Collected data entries
Segment Open

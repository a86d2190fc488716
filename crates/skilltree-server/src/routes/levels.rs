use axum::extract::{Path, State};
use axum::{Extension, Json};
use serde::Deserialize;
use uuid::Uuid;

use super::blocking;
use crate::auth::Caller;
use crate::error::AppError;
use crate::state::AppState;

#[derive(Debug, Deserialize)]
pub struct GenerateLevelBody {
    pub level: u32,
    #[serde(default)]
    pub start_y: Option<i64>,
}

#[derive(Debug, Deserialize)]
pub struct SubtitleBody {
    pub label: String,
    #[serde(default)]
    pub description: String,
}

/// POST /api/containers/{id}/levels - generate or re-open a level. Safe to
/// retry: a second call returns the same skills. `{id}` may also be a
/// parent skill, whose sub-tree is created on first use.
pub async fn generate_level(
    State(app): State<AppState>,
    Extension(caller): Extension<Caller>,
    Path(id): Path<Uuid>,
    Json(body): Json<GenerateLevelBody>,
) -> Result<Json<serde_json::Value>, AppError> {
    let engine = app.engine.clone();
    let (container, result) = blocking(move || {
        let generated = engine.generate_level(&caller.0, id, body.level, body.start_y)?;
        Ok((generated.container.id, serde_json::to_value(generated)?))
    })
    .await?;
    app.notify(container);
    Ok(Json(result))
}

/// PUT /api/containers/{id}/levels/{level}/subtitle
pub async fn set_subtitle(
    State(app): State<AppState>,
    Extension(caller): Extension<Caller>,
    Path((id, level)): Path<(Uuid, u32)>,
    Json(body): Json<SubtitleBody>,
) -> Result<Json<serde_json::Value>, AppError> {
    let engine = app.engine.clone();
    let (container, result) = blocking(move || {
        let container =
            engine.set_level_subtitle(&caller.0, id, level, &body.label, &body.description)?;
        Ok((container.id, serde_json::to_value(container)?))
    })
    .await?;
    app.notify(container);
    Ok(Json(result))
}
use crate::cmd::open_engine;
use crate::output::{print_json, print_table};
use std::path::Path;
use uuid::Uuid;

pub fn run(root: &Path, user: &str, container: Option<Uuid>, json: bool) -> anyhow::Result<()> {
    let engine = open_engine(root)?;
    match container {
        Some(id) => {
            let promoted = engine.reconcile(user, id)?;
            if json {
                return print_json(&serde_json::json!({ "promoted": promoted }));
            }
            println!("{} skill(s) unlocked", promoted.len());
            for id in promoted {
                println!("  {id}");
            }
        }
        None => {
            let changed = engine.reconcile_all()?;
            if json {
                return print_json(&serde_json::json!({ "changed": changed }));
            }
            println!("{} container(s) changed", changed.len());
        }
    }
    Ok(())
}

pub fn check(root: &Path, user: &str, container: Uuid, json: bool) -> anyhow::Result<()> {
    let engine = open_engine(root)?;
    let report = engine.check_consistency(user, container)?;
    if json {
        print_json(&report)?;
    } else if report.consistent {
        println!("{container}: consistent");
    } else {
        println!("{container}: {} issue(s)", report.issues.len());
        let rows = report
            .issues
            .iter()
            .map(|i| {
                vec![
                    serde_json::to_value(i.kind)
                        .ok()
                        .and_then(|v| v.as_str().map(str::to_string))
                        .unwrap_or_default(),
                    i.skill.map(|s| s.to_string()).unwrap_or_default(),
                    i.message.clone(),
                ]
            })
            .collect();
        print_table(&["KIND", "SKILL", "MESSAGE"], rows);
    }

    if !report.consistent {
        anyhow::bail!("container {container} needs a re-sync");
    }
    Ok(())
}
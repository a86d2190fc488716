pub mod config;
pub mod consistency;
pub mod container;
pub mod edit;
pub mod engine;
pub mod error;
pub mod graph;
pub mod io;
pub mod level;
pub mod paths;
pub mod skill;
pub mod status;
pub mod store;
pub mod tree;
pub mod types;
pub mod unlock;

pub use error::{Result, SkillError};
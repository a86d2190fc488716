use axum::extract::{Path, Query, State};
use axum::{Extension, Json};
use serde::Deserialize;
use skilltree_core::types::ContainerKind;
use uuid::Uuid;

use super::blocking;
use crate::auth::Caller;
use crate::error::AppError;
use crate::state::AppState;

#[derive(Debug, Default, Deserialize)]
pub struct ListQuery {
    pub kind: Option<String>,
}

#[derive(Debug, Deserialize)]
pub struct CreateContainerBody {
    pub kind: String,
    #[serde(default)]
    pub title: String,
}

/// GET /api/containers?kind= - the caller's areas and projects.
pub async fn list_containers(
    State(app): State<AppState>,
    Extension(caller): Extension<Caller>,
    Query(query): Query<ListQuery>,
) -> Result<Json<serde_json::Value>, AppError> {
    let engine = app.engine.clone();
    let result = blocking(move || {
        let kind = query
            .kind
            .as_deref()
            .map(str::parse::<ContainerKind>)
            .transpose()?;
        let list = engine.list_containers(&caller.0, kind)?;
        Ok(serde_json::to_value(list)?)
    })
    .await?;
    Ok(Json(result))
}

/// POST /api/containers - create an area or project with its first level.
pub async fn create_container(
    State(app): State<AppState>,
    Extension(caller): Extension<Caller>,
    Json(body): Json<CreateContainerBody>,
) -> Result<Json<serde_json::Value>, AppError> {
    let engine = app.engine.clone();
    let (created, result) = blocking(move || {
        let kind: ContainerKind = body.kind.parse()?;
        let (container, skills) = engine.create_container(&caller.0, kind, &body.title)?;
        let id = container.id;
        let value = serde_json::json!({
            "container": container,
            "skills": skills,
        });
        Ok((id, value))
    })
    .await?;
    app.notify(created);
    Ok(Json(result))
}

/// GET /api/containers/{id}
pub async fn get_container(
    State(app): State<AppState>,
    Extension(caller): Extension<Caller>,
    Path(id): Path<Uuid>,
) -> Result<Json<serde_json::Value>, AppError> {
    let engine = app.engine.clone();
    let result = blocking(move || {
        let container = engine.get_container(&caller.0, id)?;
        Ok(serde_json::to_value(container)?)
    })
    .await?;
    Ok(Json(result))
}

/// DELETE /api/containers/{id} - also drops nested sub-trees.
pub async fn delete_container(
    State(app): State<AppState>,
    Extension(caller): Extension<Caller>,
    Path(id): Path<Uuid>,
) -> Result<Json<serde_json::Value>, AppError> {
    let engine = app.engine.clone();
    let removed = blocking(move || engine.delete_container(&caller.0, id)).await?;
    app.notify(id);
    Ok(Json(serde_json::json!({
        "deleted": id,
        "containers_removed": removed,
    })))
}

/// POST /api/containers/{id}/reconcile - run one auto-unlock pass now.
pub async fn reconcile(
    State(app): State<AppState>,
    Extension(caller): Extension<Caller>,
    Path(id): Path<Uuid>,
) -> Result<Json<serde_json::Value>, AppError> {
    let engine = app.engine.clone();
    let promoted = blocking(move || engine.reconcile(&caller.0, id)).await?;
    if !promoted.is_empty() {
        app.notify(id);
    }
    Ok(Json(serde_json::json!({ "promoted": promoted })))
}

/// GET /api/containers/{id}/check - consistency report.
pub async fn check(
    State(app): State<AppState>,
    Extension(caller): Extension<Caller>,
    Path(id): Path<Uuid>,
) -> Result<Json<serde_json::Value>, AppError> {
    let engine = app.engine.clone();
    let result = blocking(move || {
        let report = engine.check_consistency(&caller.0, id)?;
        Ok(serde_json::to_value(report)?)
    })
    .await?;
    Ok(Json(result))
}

Segment Closed

> [WHAT NEEDS TO BE DONE]: All records shown above must be set down again verbatim.

> [TASK RESULT]:
repository a86d2190fc488716
filename crates/skilltree-server/src/routes/levels.rs
use axum::extract::{Path, State};
use axum::{Extension, Json};
use serde::Deserialize;
use uuid::Uuid;

use super::blocking;
use crate::auth::Caller;
use crate::error::AppError;
use crate::state::AppState;

#[derive(Debug, Deserialize)]
pub struct GenerateLevelBody {
    pub level: u32,
    #[serde(default)]
    pub start_y: Option<i64>,
}

#[derive(Debug, Deserialize)]
pub struct SubtitleBody {
    pub label: String,
    #[serde(default)]
    pub description: String,
}

/// POST /api/containers/{id}/levels - generate or re-open a level. Safe to
/// retry: a second call returns the same skills. `{id}` may also be a
/// parent skill, whose sub-tree is created on first use.
pub async fn generate_level(
    State(app): State<AppState>,
    Extension(caller): Extension<Caller>,
    Path(id): Path<Uuid>,
    Json(body): Json<GenerateLevelBody>,
) -> Result<Json<serde_json::Value>, AppError> {
    let engine = app.engine.clone();
    let (container, result) = blocking(move || {
        let generated = engine.generate_level(&caller.0, id, body.level, body.start_y)?;
        Ok((generated.container.id, serde_json::to_value(generated)?))
    })
    .await?;
    app.notify(container);
    Ok(Json(result))
}

/// PUT /api/containers/{id}/levels/{level}/subtitle
pub async fn set_subtitle(
    State(app): State<AppState>,
    Extension(caller): Extension<Caller>,
    Path((id, level)): Path<(Uuid, u32)>,
    Json(body): Json<SubtitleBody>,
) -> Result<Json<serde_json::Value>, AppError> {
    let engine = app.engine.clone();
    let (container, result) = blocking(move || {
        let container =
            engine.set_level_subtitle(&caller.0, id, level, &body.label, &body.description)?;
        Ok((container.id, serde_json::to_value(container)?))
    })
    .await?;
    app.notify(container);
    Ok(Json(result))
}
use crate::cmd::open_engine;
use crate::output::{print_json, print_table};
use std::path::Path;
use uuid::Uuid;

pub fn run(root: &Path, user: &str, container: Option<Uuid>, json: bool) -> anyhow::Result<()> {
    let engine = open_engine(root)?;
    match container {
        Some(id) => {
            let promoted = engine.reconcile(user, id)?;
            if json {
                return print_json(&serde_json::json!({ "promoted": promoted }));
            }
            println!("{} skill(s) unlocked", promoted.len());
            for id in promoted {
                println!("  {id}");
            }
        }
        None => {
            let changed = engine.reconcile_all()?;
            if json {
                return print_json(&serde_json::json!({ "changed": changed }));
            }
            println!("{} container(s) changed", changed.len());
        }
    }
    Ok(())
}

pub fn check(root: &Path, user: &str, container: Uuid, json: bool) -> anyhow::Result<()> {
    let engine = open_engine(root)?;
    let report = engine.check_consistency(user, container)?;
    if json {
        print_json(&report)?;
    } else if report.consistent {
        println!("{container}: consistent");
    } else {
        println!("{container}: {} issue(s)", report.issues.len());
        let rows = report
            .issues
            .iter()
            .map(|i| {
                vec![
                    serde_json::to_value(i.kind)
                        .ok()
                        .and_then(|v| v.as_str().map(str::to_string))
                        .unwrap_or_default(),
                    i.skill.map(|s| s.to_string()).unwrap_or_default(),
                    i.message.clone(),
                ]
            })
            .collect();
        print_table(&["KIND", "SKILL", "MESSAGE"], rows);
    }

    if !report.consistent {
        anyhow::bail!("container {container} needs a re-sync");
    }
    Ok(())
}
repository a86d2190fc488716
pub mod config;
pub mod consistency;
pub mod container;
pub mod edit;
pub mod engine;
pub mod error;
pub mod graph;
pub mod io;
pub mod level;
pub mod paths;
pub mod skill;
pub mod status;
pub mod store;
pub mod tree;
pub mod types;
pub mod unlock;

pub use error::{Result, SkillError};
repository a86d2190fc488716
use axum::extract::{Path, Query, State};
use axum::{Extension, Json};
use serde::Deserialize;
use skilltree_core::types::ContainerKind;
use uuid::Uuid;

use super::blocking;
use crate::auth::Caller;
use crate::error::AppError;
use crate::state::AppState;

#[derive(Debug, Default, Deserialize)]
pub struct ListQuery {
    pub kind: Option<String>,
}

#[derive(Debug, Deserialize)]
pub struct CreateContainerBody {
    pub kind: String,
    #[serde(default)]
    pub title: String,
}

/// GET /api/containers?kind= - the caller's areas and projects.
pub async fn list_containers(
    State(app): State<AppState>,
    Extension(caller): Extension<Caller>,
    Query(query): Query<ListQuery>,
) -> Result<Json<serde_json::Value>, AppError> {
    let engine = app.engine.clone();
    let result = blocking(move || {
        let kind = query
            .kind
            .as_deref()
            .map(str::parse::<ContainerKind>)
            .transpose()?;
        let list = engine.list_containers(&caller.0, kind)?;
        Ok(serde_json::to_value(list)?)
    })
    .await?;
    Ok(Json(result))
}

/// POST /api/containers - create an area or project with its first level.
pub async fn create_container(
    State(app): State<AppState>,
    Extension(caller): Extension<Caller>,
    Json(body): Json<CreateContainerBody>,
) -> Result<Json<serde_json::Value>, AppError> {
    let engine = app.engine.clone();
    let (created, result) = blocking(move || {
        let kind: ContainerKind = body.kind.parse()?;
        let (container, skills) = engine.create_container(&caller.0, kind, &body.title)?;
        let id = container.id;
        let value = serde_json::json!({
            "container": container,
            "skills": skills,
        });
        Ok((id, value))
    })
    .await?;
    app.notify(created);
    Ok(Json(result))
}

/// GET /api/containers/{id}
pub async fn get_container(
    State(app): State<AppState>,
    Extension(caller): Extension<Caller>,
    Path(id): Path<Uuid>,
) -> Result<Json<serde_json::Value>, AppError> {
    let engine = app.engine.clone();
    let result = blocking(move || {
        let container = engine.get_container(&caller.0, id)?;
        Ok(serde_json::to_value(container)?)
    })
    .await?;
    Ok(Json(result))
}

/// DELETE /api/containers/{id} - also drops nested sub-trees.
pub async fn delete_container(
    State(app): State<AppState>,
    Extension(caller): Extension<Caller>,
    Path(id): Path<Uuid>,
) -> Result<Json<serde_json::Value>, AppError> {
    let engine = app.engine.clone();
    let removed = blocking(move || engine.delete_container(&caller.0, id)).await?;
    app.notify(id);
    Ok(Json(serde_json::json!({
        "deleted": id,
        "containers_removed": removed,
    })))
}

/// POST /api/containers/{id}/reconcile - run one auto-unlock pass now.
pub async fn reconcile(
    State(app): State<AppState>,
    Extension(caller): Extension<Caller>,
    Path(id): Path<Uuid>,
) -> Result<Json<serde_json::Value>, AppError> {
    let engine = app.engine.clone();
    let promoted = blocking(move || engine.reconcile(&caller.0, id)).await?;
    if !promoted.is_empty() {
        app.notify(id);
    }
    Ok(Json(serde_json::json!({ "promoted": promoted })))
}

/// GET /api/containers/{id}/check - consistency report.
pub async fn check(
    State(app): State<AppState>,
    Extension(caller): Extension<Caller>,
    Path(id): Path<Uuid>,
) -> Result<Json<serde_json::Value>, AppError> {
    let engine = app.engine.clone();
    let result = blocking(move || {
        let report = engine.check_consistency(&caller.0, id)?;
        Ok(serde_json::to_value(report)?)
    })
    .await?;
    Ok(Json(result))
}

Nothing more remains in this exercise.